There is material below. Print exactly the lines starting at the line with "let mut vectors" and ending at the line with "let mut uncached_texts = Vec::new();", ends included, and no others.

[[ Data excerpts open ]]

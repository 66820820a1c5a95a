use crate::error::{EmbeddingError, Result};
use crate::provider::EmbeddingProvider;
use lru::LruCache;
use sha2::{Digest, Sha256};
use std::num::NonZeroUsize;
use std::path::{Path, PathBuf};
use std::sync::atomic::{AtomicBool, AtomicUsize, Ordering};
use std::sync::Mutex;
use std::time::Duration;

/// Default batch size for provider calls (spec.md §4.1 step 7, §4.5 step 3).
pub const DEFAULT_EMBEDDING_BATCH_SIZE: usize = 100;

/// Default in-memory LRU capacity (spec.md §4.5 step 2).
pub const DEFAULT_LRU_CAPACITY: usize = 10_000;

const RETRY_DELAYS: [Duration; 3] = [
    Duration::from_secs(1),
    Duration::from_secs(4),
    Duration::from_secs(16),
];

const PROBE_TEXT: &str = "eidetic-embedding-dimension-probe";

fn is_retryable(status: Option<u16>) -> bool {
    matches!(status, Some(429) | Some(500) | Some(502) | Some(503))
}

fn hash_text(text: &str) -> String {
    let digest = Sha256::digest(text.as_bytes());
    hex::encode(&digest)[..16].to_string()
}

/// Minimal hex encoder so this crate doesn't need to pull in the `hex`
/// crate just for a content hash that's already computed via `sha2`.
mod hex {
    pub fn encode(bytes: &[u8]) -> String {
        bytes.iter().map(|b| format!("{b:02x}")).collect()
    }
}

fn sanitize_model_name(model: &str) -> String {
    model
        .chars()
        .map(|c| if c.is_ascii_alphanumeric() || c == '-' || c == '.' { c } else { '_' })
        .collect()
}

/// Two-tier, content-addressed embedding cache with provider retry/backoff
/// (spec.md §4.5). `embed`/`embed_batch` are the public contract; every
/// other method is support machinery.
pub struct EmbeddingCache {
    provider: Box<dyn EmbeddingProvider>,
    cache_root: PathBuf,
    lru: Mutex<LruCache<String, Vec<f32>>>,
    dimension: AtomicUsize,
    ready: AtomicBool,
    batch_size: usize,
}

impl EmbeddingCache {
    #[must_use]
    pub fn new(provider: Box<dyn EmbeddingProvider>, cache_root: PathBuf) -> Self {
        Self::with_capacity(provider, cache_root, DEFAULT_LRU_CAPACITY, DEFAULT_EMBEDDING_BATCH_SIZE)
    }

    #[must_use]
    pub fn with_capacity(
        provider: Box<dyn EmbeddingProvider>,
        cache_root: PathBuf,
        lru_capacity: usize,
        batch_size: usize,
    ) -> Self {
        let capacity = NonZeroUsize::new(lru_capacity).unwrap_or(NonZeroUsize::new(1).unwrap());
        Self {
            provider,
            cache_root,
            lru: Mutex::new(LruCache::new(capacity)),
            dimension: AtomicUsize::new(0),
            ready: AtomicBool::new(false),
            batch_size,
        }
    }

    /// Embeds a probe string, records its length as the provider's
    /// dimension, and transitions the cache to "ready" (spec.md §4.5
    /// "Initialization"). Any `embed`/`embed_batch` call before this
    /// completes fails with [`EmbeddingError::NotReady`].
    pub async fn initialize(&self) -> Result<usize> {
        let vectors = embed_with_retry(self.provider.as_ref(), &[PROBE_TEXT.to_string()]).await?;
        let dim = vectors.first().map(Vec::len).unwrap_or(0);
        self.dimension.store(dim, Ordering::SeqCst);
        self.ready.store(true, Ordering::SeqCst);
        Ok(dim)
    }

    #[must_use]
    pub fn is_ready(&self) -> bool {
        self.ready.load(Ordering::SeqCst)
    }

    #[must_use]
    pub fn dimension(&self) -> usize {
        self.dimension.load(Ordering::SeqCst)
    }

    #[must_use]
    pub fn model_name(&self) -> &str {
        self.provider.model_name()
    }

    pub async fn embed(&self, text: &str) -> Result<Vec<f32>> {
        let mut vectors = self.embed_batch(std::slice::from_ref(&text.to_string())).await?;
        Ok(vectors.remove(0))
    }

    /// `embedBatch(texts) -> vectors[]`, preserving order and length
    /// (spec.md §4.5 contract).
    pub async fn embed_batch(&self, texts: &[String]) -> Result<Vec<Vec<f32>>> {
        if !self.is_ready() {
            return Err(EmbeddingError::NotReady);
        }
        let dim = self.dimension();
        let mut out: Vec<Option<Vec<f32>>> = vec![None; texts.len()];
        let mut uncached_indices = Vec::new();
        let mut uncached_texts = Vec::new();
        let mut uncached_hashes = Vec::new();

        for (i, text) in texts.iter().enumerate() {
            if text.trim().is_empty() {
                out[i] = Some(vec![0.0; dim]);
                continue;
            }
            let hash = hash_text(text);
            if let Some(vector) = self.lru_get(&hash) {
                out[i] = Some(vector);
                continue;
            }
            match self.disk_get(&hash).await {
                Some(vector) => {
                    self.lru_put(hash, vector.clone());
                    out[i] = Some(vector);
                }
                None => {
                    uncached_indices.push(i);
                    uncached_texts.push(text.clone());
                    uncached_hashes.push(hash);
                }
            }
        }

        if !uncached_texts.is_empty() {
            for chunk_range in (0..uncached_texts.len()).step_by(self.batch_size.max(1)) {
                let end = (chunk_range + self.batch_size.max(1)).min(uncached_texts.len());
                let chunk_texts = &uncached_texts[chunk_range..end];
                let vectors = embed_with_retry(self.provider.as_ref(), chunk_texts).await?;
                for (offset, vector) in vectors.into_iter().enumerate() {
                    let global = chunk_range + offset;
                    let hash = uncached_hashes[global].clone();
                    self.lru_put(hash.clone(), vector.clone());
                    self.spawn_disk_write(hash, vector.clone());
                    out[uncached_indices[global]] = Some(vector);
                }
            }
        }

        Ok(out.into_iter().map(|v| v.unwrap_or_default()).collect())
    }

    fn lru_get(&self, hash: &str) -> Option<Vec<f32>> {
        self.lru.lock().unwrap().get(hash).cloned()
    }

    fn lru_put(&self, hash: String, vector: Vec<f32>) {
        self.lru.lock().unwrap().put(hash, vector);
    }

    fn disk_path(&self, model: &str, hash: &str) -> PathBuf {
        self.cache_root
            .join(sanitize_model_name(model))
            .join(&hash[..2])
            .join(format!("{hash}.json"))
    }

    async fn disk_get(&self, hash: &str) -> Option<Vec<f32>> {
        let path = self.disk_path(self.provider.model_name(), hash);
        let bytes = tokio::fs::read(&path).await.ok()?;
        match serde_json::from_slice::<Vec<f32>>(&bytes) {
            Ok(vector) => Some(vector),
            Err(_) => {
                let _ = tokio::fs::remove_file(&path).await;
                None
            }
        }
    }

    fn spawn_disk_write(&self, hash: String, vector: Vec<f32>) {
        let path = self.disk_path(self.provider.model_name(), &hash);
        tokio::spawn(async move {
            if let Err(err) = write_disk_entry(&path, &vector).await {
                log::warn!("embedding disk cache write failed for {path:?}: {err}");
            }
        });
    }
}

async fn write_disk_entry(path: &Path, vector: &[f32]) -> std::io::Result<()> {
    if let Some(parent) = path.parent() {
        tokio::fs::create_dir_all(parent).await?;
    }
    let json = serde_json::to_vec(vector).unwrap_or_default();
    tokio::fs::write(path, json).await
}

/// Retry loop with per-batch halving on 429 (spec.md §4.5 step 4).
/// Iterative rather than recursive: a stack of `(start, end, attempt)`
/// ranges over `texts`, so a 429 on a big batch splits it into two halves
/// that retry independently instead of blowing the whole call away.
async fn embed_with_retry(
    provider: &dyn EmbeddingProvider,
    texts: &[String],
) -> Result<Vec<Vec<f32>>> {
    if texts.is_empty() {
        return Ok(Vec::new());
    }
    let mut out: Vec<Option<Vec<f32>>> = vec![None; texts.len()];
    let mut work: Vec<(usize, usize, usize)> = vec![(0, texts.len(), 0)];

    while let Some((start, end, attempt)) = work.pop() {
        let slice = &texts[start..end];
        match provider.embed_batch(slice).await {
            Ok(vectors) => {
                if vectors.len() != slice.len() {
                    return Err(EmbeddingError::DimensionMismatch {
                        expected: slice.len(),
                        got: vectors.len(),
                    });
                }
                for (offset, vector) in vectors.into_iter().enumerate() {
                    out[start + offset] = Some(vector);
                }
            }
            Err(e) if attempt < RETRY_DELAYS.len() && is_retryable(e.status) => {
                let mut delay = RETRY_DELAYS[attempt];
                if e.status == Some(429) {
                    if let Some(retry_after) = e.retry_after {
                        delay = retry_after.min(Duration::from_secs(60));
                    }
                    let mid = start + ((end - start) / 2).max(1);
                    if mid < end {
                        tokio::time::sleep(delay).await;
                        work.push((mid, end, attempt + 1));
                        work.push((start, mid, attempt + 1));
                        continue;
                    }
                }
                tokio::time::sleep(delay).await;
                work.push((start, end, attempt + 1));
            }
            Err(e) => {
                return Err(EmbeddingError::Provider {
                    status: e.status,
                    message: e.message,
                })
            }
        }
    }

    Ok(out
        .into_iter()
        .map(|v| v.unwrap_or_default())
        .collect())
}

#[cfg(test)]
mod tests {
    use super::*;
    use crate::provider::ProviderError;
    use std::sync::atomic::AtomicUsize as StdAtomicUsize;
    use std::sync::Arc;

    struct CountingProvider {
        calls: Arc<StdAtomicUsize>,
        dim: usize,
        fail_times: Arc<StdAtomicUsize>,
    }

    #[async_trait::async_trait]
    impl EmbeddingProvider for CountingProvider {
        async fn embed_batch(&self, texts: &[String]) -> std::result::Result<Vec<Vec<f32>>, ProviderError> {
            self.calls.fetch_add(1, Ordering::SeqCst);
            if self.fail_times.load(Ordering::SeqCst) > 0 {
                self.fail_times.fetch_sub(1, Ordering::SeqCst);
                return Err(ProviderError {
                    status: Some(503),
                    message: "temporarily unavailable".to_string(),
                    retry_after: None,
                });
            }
            Ok(texts.iter().map(|t| vec![t.len() as f32; self.dim]).collect())
        }

        fn model_name(&self) -> &str {
            "counting-model"
        }
    }

    fn cache_with(provider: CountingProvider, dir: &tempfile::TempDir) -> EmbeddingCache {
        EmbeddingCache::new(Box::new(provider), dir.path().to_path_buf())
    }

    #[tokio::test]
    async fn embed_twice_hits_cache_on_second_call() {
        let dir = tempfile::tempdir().unwrap();
        let calls = Arc::new(StdAtomicUsize::new(0));
        let cache = cache_with(
            CountingProvider {
                calls: calls.clone(),
                dim: 4,
                fail_times: Arc::new(StdAtomicUsize::new(0)),
            },
            &dir,
        );
        cache.initialize().await.unwrap();
        let after_init = calls.load(Ordering::SeqCst);

        cache.embed("hello world").await.unwrap();
        cache.embed("hello world").await.unwrap();

        assert_eq!(calls.load(Ordering::SeqCst), after_init + 1);
    }

    #[tokio::test]
    async fn whitespace_only_text_short_circuits_without_provider_call() {
        let dir = tempfile::tempdir().unwrap();
        let calls = Arc::new(StdAtomicUsize::new(0));
        let cache = cache_with(
            CountingProvider {
                calls: calls.clone(),
                dim: 3,
                fail_times: Arc::new(StdAtomicUsize::new(0)),
            },
            &dir,
        );
        cache.initialize().await.unwrap();
        let after_init = calls.load(Ordering::SeqCst);

        let vectors = cache.embed_batch(&["   ".to_string(), "\t\n".to_string()]).await.unwrap();
        assert_eq!(vectors, vec![vec![0.0; 3], vec![0.0; 3]]);
        assert_eq!(calls.load(Ordering::SeqCst), after_init);
    }

    #[tokio::test]
    async fn embed_before_initialize_fails() {
        let dir = tempfile::tempdir().unwrap();
        let cache = cache_with(
            CountingProvider {
                calls: Arc::new(StdAtomicUsize::new(0)),
                dim: 2,
                fail_times: Arc::new(StdAtomicUsize::new(0)),
            },
            &dir,
        );
        assert!(matches!(cache.embed("x").await, Err(EmbeddingError::NotReady)));
    }

    #[tokio::test(start_paused = true)]
    async fn transient_provider_error_is_retried() {
        let dir = tempfile::tempdir().unwrap();
        let calls = Arc::new(StdAtomicUsize::new(0));
        let provider = CountingProvider {
            calls: calls.clone(),
            dim: 2,
            fail_times: Arc::new(StdAtomicUsize::new(1)),
        };
        let vectors = embed_with_retry(&provider, &["a".to_string()]).await.unwrap();
        assert_eq!(vectors.len(), 1);
        assert_eq!(calls.load(Ordering::SeqCst), 2);
    }
}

[[ Data excerpts closed ]]

Exercise solution =>
        let mut vectors = self.embed_batch(std::slice::from_ref(&text.to_string())).await?;
        Ok(vectors.remove(0))
    }

    /// `embedBatch(texts) -> vectors[]`, preserving order and length
    /// (spec.md §4.5 contract).
    pub async fn embed_batch(&self, texts: &[String]) -> Result<Vec<Vec<f32>>> {
        if !self.is_ready() {
            return Err(EmbeddingError::NotReady);
        }
        let dim = self.dimension();
        let mut out: Vec<Option<Vec<f32>>> = vec![None; texts.len()];
        let mut uncached_indices = Vec::new();
        let mut uncached_texts = Vec::new();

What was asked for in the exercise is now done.